The Linden Christian Wings varsity girls’ basketball team is proving it’s not the size of the school that matters when it comes to putting a winner on the court.
The Wings have been ranked third and fourth in the first two sets of weekly AAAA/AAA rankings — an impressive accomplishment for a school with less than 300 high school students.
Athletic director Nick Janzen said it’s the highest that a Linden Christian basketball team has ever been ranked in his 20 years at the Linden Woods school.
"This is very rare," Janzen said. "We had a JV boys’ volleyball team in the top four in the city two or three years ago, but that was about it."

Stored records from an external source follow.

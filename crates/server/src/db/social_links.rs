//! Social link repository.

use chrono::{DateTime, Utc};
use sqlx::SqlitePool;

use site_core::{IconName, SocialLinkId};

use super::RepositoryError;
use crate::models::{NewSocialLink, SocialLink, SocialLinkChanges};

#[derive(Debug, sqlx::FromRow)]
struct SocialLinkRow {
    id: i32,
    name: String,
    icon: String,
    url: String,
    created_at: DateTime<Utc>,
    updated_at: DateTime<Utc>,
}

impl From<SocialLinkRow> for SocialLink {
    fn from(row: SocialLinkRow) -> Self {
        let resolved_icon = IconName::parse(&row.icon).resolved();
        Self {
            id: SocialLinkId::new(row.id),
            name: row.name,
            icon: row.icon,
            resolved_icon,
            url: row.url,
            created_at: row.created_at,
            updated_at: row.updated_at,
        }
    }
}

/// Repository for social links.
pub struct SocialLinkRepository<'a> {
    pool: &'a SqlitePool,
}

impl<'a> SocialLinkRepository<'a> {
    /// Create a new social link repository.
    #[must_use]
    pub const fn new(pool: &'a SqlitePool) -> Self {
        Self { pool }
    }

    /// List all links in creation order.
    ///
    /// # Errors
    ///
    /// Returns `RepositoryError::Database` if the query fails.
    pub async fn list(&self) -> Result<Vec<SocialLink>, RepositoryError> {
        let rows = sqlx::query_as::<_, SocialLinkRow>(
            r"
            SELECT id, name, icon, url, created_at, updated_at
            FROM social_links
            ORDER BY id ASC
            ",
        )
        .fetch_all(self.pool)
        .await?;

        Ok(rows.into_iter().map(SocialLink::from).collect())
    }

    /// Insert a link.
    ///
    /// # Errors
    ///
    /// Returns `RepositoryError::Database` if the insert fails.
    pub async fn create(&self, link: &NewSocialLink) -> Result<SocialLink, RepositoryError> {
        let row = sqlx::query_as::<_, SocialLinkRow>(
            r"
            INSERT INTO social_links (name, icon, url, created_at, updated_at)
            VALUES (?1, ?2, ?3, ?4, ?4)
            RETURNING id, name, icon, url, created_at, updated_at
            ",
        )
        .bind(&link.name)
        .bind(&link.icon)
        .bind(&link.url)
        .bind(Utc::now())
        .fetch_one(self.pool)
        .await?;

        Ok(row.into())
    }

    /// Replace the submitted fields of a link and refresh `updated_at`.
    ///
    /// # Errors
    ///
    /// Returns `RepositoryError::NotFound` if no link has this ID.
    /// Returns `RepositoryError::Database` if the update fails.
    pub async fn update(
        &self,
        id: SocialLinkId,
        changes: &SocialLinkChanges,
    ) -> Result<SocialLink, RepositoryError> {
        let row = sqlx::query_as::<_, SocialLinkRow>(
            r"
            UPDATE social_links
            SET name = COALESCE(?1, name),
                icon = COALESCE(?2, icon),
                url = COALESCE(?3, url),
                updated_at = ?4
            WHERE id = ?5
            RETURNING id, name, icon, url, created_at, updated_at
            ",
        )
        .bind(changes.name.as_deref())
        .bind(changes.icon.as_deref())
        .bind(changes.url.as_deref())
        .bind(Utc::now())
        .bind(id)
        .fetch_optional(self.pool)
        .await?;

        row.map(SocialLink::from).ok_or(RepositoryError::NotFound)
    }

    /// Delete a link. Returns whether a row was removed.
    ///
    /// # Errors
    ///
    /// Returns `RepositoryError::Database` if the delete fails.
    pub async fn delete(&self, id: SocialLinkId) -> Result<bool, RepositoryError> {
        let result = sqlx::query("DELETE FROM social_links WHERE id = ?1")
            .bind(id)
            .execute(self.pool)
            .await?;

        Ok(result.rows_affected() > 0)
    }

    /// Count links.
    ///
    /// # Errors
    ///
    /// Returns `RepositoryError::Database` if the query fails.
    pub async fn count(&self) -> Result<i64, RepositoryError> {
        let count = sqlx::query_scalar::<_, i64>("SELECT COUNT(*) FROM social_links")
            .fetch_one(self.pool)
            .await?;
        Ok(count)
    }
}
//! Shared data model for a kndchain node: the canonical hasher, the
//! transaction/block/chain types, the chain store seam, and the error
//! taxonomy every other crate in the workspace builds on.

use parking_lot::RwLock;
use serde::{Deserialize, Serialize};
use sha2::{Digest, Sha256};
use std::collections::{BTreeMap, HashMap};
use std::fmt;
use thiserror::Error;
use uuid::Uuid;

pub mod constants {
    /// Target inter-block interval, in milliseconds.
    pub const MINE_RATE: u64 = 10_000;
    pub const MINING_REWARD: u64 = 5;
    pub const INITIAL_BALANCE: u64 = 1000;
    pub const REWARD_INPUT_ADDRESS: &str = "MINER_REWARD";

    pub const DEFAULT_GENESIS_LAST_HASH: &str = "0x000";
    pub const DEFAULT_GENESIS_HASH: &str = "0x000";
    pub const DEFAULT_GENESIS_DIFFICULTY: u64 = 3;
    pub const DEFAULT_GENESIS_NONCE: u64 = 0;
}

/// Hex encoding of a secp256k1 public key, used as wallet identifier and
/// transaction recipient key.
#[derive(Debug, Clone, PartialEq, Eq, PartialOrd, Ord, Hash, Serialize, Deserialize)]
#[serde(transparent)]
pub struct Address(pub String);

impl Address {
    pub fn reward_sentinel() -> Self {
        Address(constants::REWARD_INPUT_ADDRESS.to_string())
    }

    pub fn is_reward_sentinel(&self) -> bool {
        self.0 == constants::REWARD_INPUT_ADDRESS
    }

    pub fn as_str(&self) -> &str {
        &self.0
    }
}

impl fmt::Display for Address {
    fn fmt(&self, f: &mut fmt::Formatter<'_>) -> fmt::Result {
        write!(f, "{}", self.0)
    }
}

impl From<String> for Address {
    fn from(s: String) -> Self {
        Address(s)
    }
}

impl From<&str> for Address {
    fn from(s: &str) -> Self {
        Address(s.to_string())
    }
}

/// Hex-encoded SHA-256 digest.
pub type Hash = String;

pub type TransactionId = Uuid;

// --- Canonical hashing ---------------------------------------

/// Something that can be rendered to the deterministic textual form the
/// hasher sorts and concatenates. Top-level arguments to `canonical_hash`
/// implement this; the hasher never looks inside a sequence or map beyond
/// what `Serialize`/`Ord` already make deterministic.
pub trait Canonical {
    fn canonical_bytes(&self) -> Vec<u8>;
}

impl Canonical for u64 {
    fn canonical_bytes(&self) -> Vec<u8> {
        self.to_string().into_bytes()
    }
}

impl Canonical for str {
    fn canonical_bytes(&self) -> Vec<u8> {
        self.as_bytes().to_vec()
    }
}

impl Canonical for String {
    fn canonical_bytes(&self) -> Vec<u8> {
        self.as_bytes().to_vec()
    }
}

impl Canonical for Address {
    fn canonical_bytes(&self) -> Vec<u8> {
        self.0.as_bytes().to_vec()
    }
}

impl Canonical for BTreeMap<Address, u64> {
    fn canonical_bytes(&self) -> Vec<u8> {
        // BTreeMap already iterates in key order, giving map-valued
        // arguments a deterministic key-sorted textual form for free.
        serde_json::to_vec(self).expect("map of plain types never fails to serialize")
    }
}

impl Canonical for [Transaction] {
    fn canonical_bytes(&self) -> Vec<u8> {
        serde_json::to_vec(self).expect("transactions always serialize")
    }
}

impl Canonical for Vec<Transaction> {
    fn canonical_bytes(&self) -> Vec<u8> {
        self.as_slice().canonical_bytes()
    }
}

/// `H(x1, ..., xn)`: canonicalize each argument, sort the resulting byte
/// strings lexicographically, concatenate, hash. Permutation-invariant
/// over its top-level arguments by construction.
pub fn canonical_hash(parts: &[&dyn Canonical]) -> Hash {
    let mut byte_arrays: Vec<Vec<u8>> = parts.iter().map(|p| p.canonical_bytes()).collect();
    byte_arrays.sort();
    let mut hasher = Sha256::new();
    for chunk in &byte_arrays {
        hasher.update(chunk);
    }
    hex::encode(hasher.finalize())
}

pub fn hash_block(
    timestamp: u64,
    last_hash: &str,
    data: &[Transaction],
    nonce: u64,
    difficulty: u64,
) -> Hash {
    let last_hash_owned = last_hash.to_string();
    canonical_hash(&[
        &timestamp,
        &last_hash_owned,
        &data.to_vec(),
        &nonce,
        &difficulty,
    ])
}

/// Expands a hex digest to its binary expansion, most significant bit
/// first, one nibble at a time.
pub fn hex_to_binary(hex_str: &str) -> String {
    let mut out = String::with_capacity(hex_str.len() * 4);
    for c in hex_str.chars() {
        let nibble = c.to_digit(16).unwrap_or(0);
        out.push_str(match nibble {
            0x0 => "0000",
            0x1 => "0001",
            0x2 => "0010",
            0x3 => "0011",
            0x4 => "0100",
            0x5 => "0101",
            0x6 => "0110",
            0x7 => "0111",
            0x8 => "1000",
            0x9 => "1001",
            0xa => "1010",
            0xb => "1011",
            0xc => "1100",
            0xd => "1101",
            0xe => "1110",
            _ => "1111",
        });
    }
    out
}

/// Does `hash`'s binary expansion begin with `difficulty` zero bits?
pub fn meets_difficulty(hash: &str, difficulty: u64) -> bool {
    let binary = hex_to_binary(hash);
    let prefix_len = difficulty as usize;
    if prefix_len > binary.len() {
        return false;
    }
    binary[..prefix_len].chars().all(|c| c == '0')
}

// --- Transaction model -----------------------------------

#[derive(Debug, Clone, Serialize, Deserialize)]
pub struct Input {
    /// Epoch milliseconds.
    pub timestamp: u64,
    /// Sender's balance at the moment of signing, not the sent amount.
    pub amount: u64,
    pub address: Address,
    /// Hex-encoded signature, empty for reward transactions.
    #[serde(rename = "sig")]
    pub signature: String,
}

pub type Output = BTreeMap<Address, u64>;

#[derive(Debug, Clone, Serialize, Deserialize)]
pub struct Transaction {
    pub id: TransactionId,
    pub input: Input,
    pub output: Output,
}

impl Transaction {
    pub fn is_reward(&self) -> bool {
        self.input.address.is_reward_sentinel()
    }

    /// Canonical hash of `output`, the message the sender's signature
    /// covers.
    pub fn output_hash(&self) -> Hash {
        canonical_hash(&[&self.output])
    }
}

// --- Block & chain ----------------------------------------------

#[derive(Debug, Clone, Serialize, Deserialize)]
pub struct Block {
    pub timestamp: u64,
    pub last_hash: Hash,
    pub hash: Hash,
    pub data: Vec<Transaction>,
    pub nonce: u64,
    pub difficulty: u64,
}

impl Block {
    pub fn genesis() -> Self {
        Block {
            timestamp: 0,
            last_hash: constants::DEFAULT_GENESIS_LAST_HASH.to_string(),
            hash: constants::DEFAULT_GENESIS_HASH.to_string(),
            data: Vec::new(),
            nonce: constants::DEFAULT_GENESIS_NONCE,
            difficulty: constants::DEFAULT_GENESIS_DIFFICULTY,
        }
    }

    pub fn is_genesis(&self) -> bool {
        self.last_hash == constants::DEFAULT_GENESIS_LAST_HASH && self.data.is_empty()
    }

    pub fn recompute_hash(&self) -> Hash {
        hash_block(
            self.timestamp,
            &self.last_hash,
            &self.data,
            self.nonce,
            self.difficulty,
        )
    }
}

// --- Error taxonomy ---------------------------------------------

#[derive(Debug, Error, Clone, PartialEq, Eq)]
pub enum ChainError {
    #[error("candidate chain is not longer than the local chain")]
    ShorterChain,
    #[error("candidate chain failed structural or economic validation")]
    InvalidChain,
    #[error("candidate chain contains invalid transactions")]
    InvalidTransactions,
    #[error("refusing to add a nil or empty block")]
    AddNilBlock,
    #[error("failed to persist transaction")]
    PersistTransaction,
    #[error("failed to persist block")]
    PersistBlock,
    #[error("failed to persist blockchain")]
    PersistBlockchain,
}

#[derive(Debug, Error, Clone, PartialEq, Eq)]
pub enum TransactionError {
    #[error("sum of outputs does not equal the signed input amount")]
    InvalidOutputTotalBalance,
    #[error("signature does not verify against the input address")]
    InvalidSignature,
    #[error("input address is not a valid public key")]
    InvalidPubKey,
    #[error("requested amount exceeds sender balance")]
    AmountExceedsBalance,
}

#[derive(Debug, Error, Clone, PartialEq, Eq)]
pub enum RewardError {
    #[error("block contains more than one reward transaction")]
    MinerRewardExceedsLimit,
    #[error("reward transaction output does not equal the mining reward")]
    InvalidMinerRewardAmount,
}

#[derive(Debug, Error, Clone, PartialEq, Eq)]
pub enum CryptoError {
    #[error("malformed public key")]
    InvalidPubKey,
    #[error("signature did not verify")]
    InvalidSignature,
}

/// Per-transaction or per-block failure surfaced by the validator.
///
/// The chain this project descends from folds every non-reward
/// transaction failure into `InvalidMinerRewardAmount`, misattributing
/// the error kind to the reward check even when the offending
/// transaction isn't a reward transaction at all. This type keeps a
/// dedicated `InvalidTransaction` variant instead of copying that bug.
#[derive(Debug, Error, Clone, PartialEq, Eq)]
pub enum ValidationError {
    #[error(transparent)]
    Reward(#[from] RewardError),
    #[error("non-reward transaction failed validation: {0}")]
    InvalidTransaction(TransactionError),
    #[error("sender's input amount does not match their historical balance")]
    InvalidInputBalance,
    #[error("sender address appears more than once in a single block")]
    DuplicateTransaction,
}

#[derive(Debug, Error, Clone, PartialEq, Eq)]
pub enum PoolError {
    #[error("cannot add a nil transaction to the pool")]
    NilTransaction,
}

#[derive(Debug, Error, Clone, PartialEq, Eq)]
pub enum SyncError {
    #[error("peer returned an unparsable blockchain")]
    InvalidResponse,
    #[error("no reachable peers")]
    Unreachable,
}

// --- Crypto provider seam --------------------------------------

/// Narrow capability interface for signing and verification, implemented
/// by `kndchain-crypto`. Kept as a trait object seam so the concrete curve
/// library stays swappable, following the existing split between core
/// types and backend crates.
pub trait CryptoProvider: Send + Sync {
    fn sign(&self, private_key: &[u8], message: &[u8]) -> Result<Vec<u8>, CryptoError>;
    fn verify(&self, address: &Address, message: &[u8], signature: &[u8]) -> Result<bool, CryptoError>;
}

// --- Chain store seam ------------------------------------------

/// Owns block records exclusively. Implementations may be in-memory or
/// persistent; all must expose identical semantics, including atomicity
/// of `replace_chain` with respect to concurrent readers.
pub trait ChainStore: Send + Sync {
    fn add_block(&self, block: Block) -> Result<(), ChainError>;
    fn replace_chain(&self, chain: Vec<Block>) -> Result<(), ChainError>;
    fn block_count(&self) -> usize;
    fn last_block(&self) -> Block;
    fn get_block_by_hash(&self, hash: &str) -> Option<Block>;
    fn blockchain(&self) -> Vec<Block>;
}

struct ChainInner {
    blocks: Vec<Block>,
    by_hash: HashMap<Hash, usize>,
}

impl ChainInner {
    fn new() -> Self {
        let genesis = Block::genesis();
        let mut by_hash = HashMap::new();
        by_hash.insert(genesis.hash.clone(), 0);
        ChainInner {
            blocks: vec![genesis],
            by_hash,
        }
    }

    fn reindex(&mut self) {
        self.by_hash.clear();
        for (i, b) in self.blocks.iter().enumerate() {
            self.by_hash.insert(b.hash.clone(), i);
        }
    }
}

/// In-memory `ChainStore`. Persistence is an external collaborator this
/// system leaves out of scope; a production deployment would swap this
/// for a disk-backed store behind the same trait.
pub struct InMemoryChainStore {
    inner: RwLock<ChainInner>,
}

impl InMemoryChainStore {
    pub fn new() -> Self {
        Self {
            inner: RwLock::new(ChainInner::new()),
        }
    }

    /// Seed the store with a chain that already contains a genesis block,
    /// as when a node syncs its initial chain from a peer at startup.
    pub fn from_chain(chain: Vec<Block>) -> Self {
        let mut inner = ChainInner {
            blocks: chain,
            by_hash: HashMap::new(),
        };
        inner.reindex();
        Self {
            inner: RwLock::new(inner),
        }
    }
}

impl Default for InMemoryChainStore {
    fn default() -> Self {
        Self::new()
    }
}

impl ChainStore for InMemoryChainStore {
    fn add_block(&self, block: Block) -> Result<(), ChainError> {
        if block.hash.is_empty() {
            return Err(ChainError::AddNilBlock);
        }
        let mut inner = self.inner.write();
        let idx = inner.blocks.len();
        inner.by_hash.insert(block.hash.clone(), idx);
        inner.blocks.push(block);
        Ok(())
    }

    fn replace_chain(&self, chain: Vec<Block>) -> Result<(), ChainError> {
        if chain.is_empty() {
            return Err(ChainError::AddNilBlock);
        }
        let mut inner = self.inner.write();
        inner.blocks = chain;
        inner.reindex();
        Ok(())
    }

    fn block_count(&self) -> usize {
        self.inner.read().blocks.len()
    }

    fn last_block(&self) -> Block {
        let inner = self.inner.read();
        inner
            .blocks
            .last()
            .cloned()
            .expect("chain always has at least the genesis block")
    }

    fn get_block_by_hash(&self, hash: &str) -> Option<Block> {
        let inner = self.inner.read();
        inner.by_hash.get(hash).map(|&i| inner.blocks[i].clone())
    }

    fn blockchain(&self) -> Vec<Block> {
        self.inner.read().blocks.clone()
    }
}

#[cfg(test)]
mod tests {
    use super::*;

    #[test]
    fn canonical_hash_is_permutation_invariant() {
        let a = "alpha".to_string();
        let b = "beta".to_string();
        let c = "gamma".to_string();
        let h1 = canonical_hash(&[&a, &b, &c]);
        let h2 = canonical_hash(&[&c, &a, &b]);
        assert_eq!(h1, h2);
    }

    #[test]
    fn canonical_hash_changes_with_content() {
        let a = "alpha".to_string();
        let b = "beta".to_string();
        let h1 = canonical_hash(&[&a, &b]);
        let h2 = canonical_hash(&[&a, &"gamma".to_string()]);
        assert_ne!(h1, h2);
    }

    #[test]
    fn hex_to_binary_preserves_leading_zero_nibbles() {
        assert_eq!(hex_to_binary("0f"), "00001111");
        assert_eq!(hex_to_binary("a0"), "10100000");
    }

    #[test]
    fn meets_difficulty_checks_prefix_length() {
        let x = "x".to_string();
        let hash = canonical_hash(&[&x]);
        assert!(meets_difficulty(&hash, 0));
        assert!(!meets_difficulty(&hash, 257));
    }

    #[test]
    fn genesis_block_has_no_data() {
        let g = Block::genesis();
        assert!(g.is_genesis());
        assert!(g.data.is_empty());
    }

    #[test]
    fn add_nil_block_is_rejected_not_panicking() {
        let store = InMemoryChainStore::new();
        let mut block = Block::genesis();
        block.hash = String::new();
        assert_eq!(store.add_block(block), Err(ChainError::AddNilBlock));
    }

    #[test]
    fn replace_chain_reindexes_by_hash_lookup() {
        let store = InMemoryChainStore::new();
        let mut b1 = Block::genesis();
        b1.timestamp = 1;
        b1.last_hash = "0x000".into();
        b1.hash = "deadbeef".into();
        let new_chain = vec![Block::genesis(), b1.clone()];
        store.replace_chain(new_chain).unwrap();
        assert_eq!(store.block_count(), 2);
        assert_eq!(store.get_block_by_hash("deadbeef").unwrap().timestamp, 1);
    }
}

At an early-season tournament at the University of Manitoba, the Wings defeated Fort Richmond (currently ranked No. 8) and Lord Selkirk before losing a close final to sixth-ranked River East.
It was the highest that a AAA school had ever finished in the tournament, according to Bisons coach Pam Danis.
Janzen said the ten players on the team — an even split between Grade 9 and 10 students — and coaches Mark Kinzel and Terry Bobychuk have established themselves as one of the toughest teams to play against in the province.
"The coaches have done a great job with the girls," Janzen said. "They push them to excel and get better."
Leading the way for the Wings is Grade 10 point guard Montana Kinzel, who played for the under-15 provincial team last summer and the under-14 team the previous year. Kinzel, a Fort Garry resident and the daughter of the coach, said this year’s team is building on a solid foundation that was established last season.
"We aren’t as tall as a lot of the other teams," she said. "But we use our speed. We really like to run. Our conditioning is a lot of our game. That’s how we (get) our wins is (we) outrun other teams."
It also doesn’t hurt to have the element of surprise on your side. Kinzel said other teams don’t always know what they’re in for when taking on the Wings.
"They probably think Linden Christian is such a small school — what players can they have?" she said.
"They don’t know we have a passion for basketball. Our school loves sports, and we come out there to compete and play our hearts out."
The school runs an organized "mini-basketball" program starting in Grade 5, teaching students the fundamentals of the game. Janzen believes that — and the community centre basketball that some of the Wings have grown up playing — has served a major role in making the team competitive.
"It definitely helps," Kinzel agreed. "It helps a lot with development, so you don’t need to re-teach fundamentals in older grades."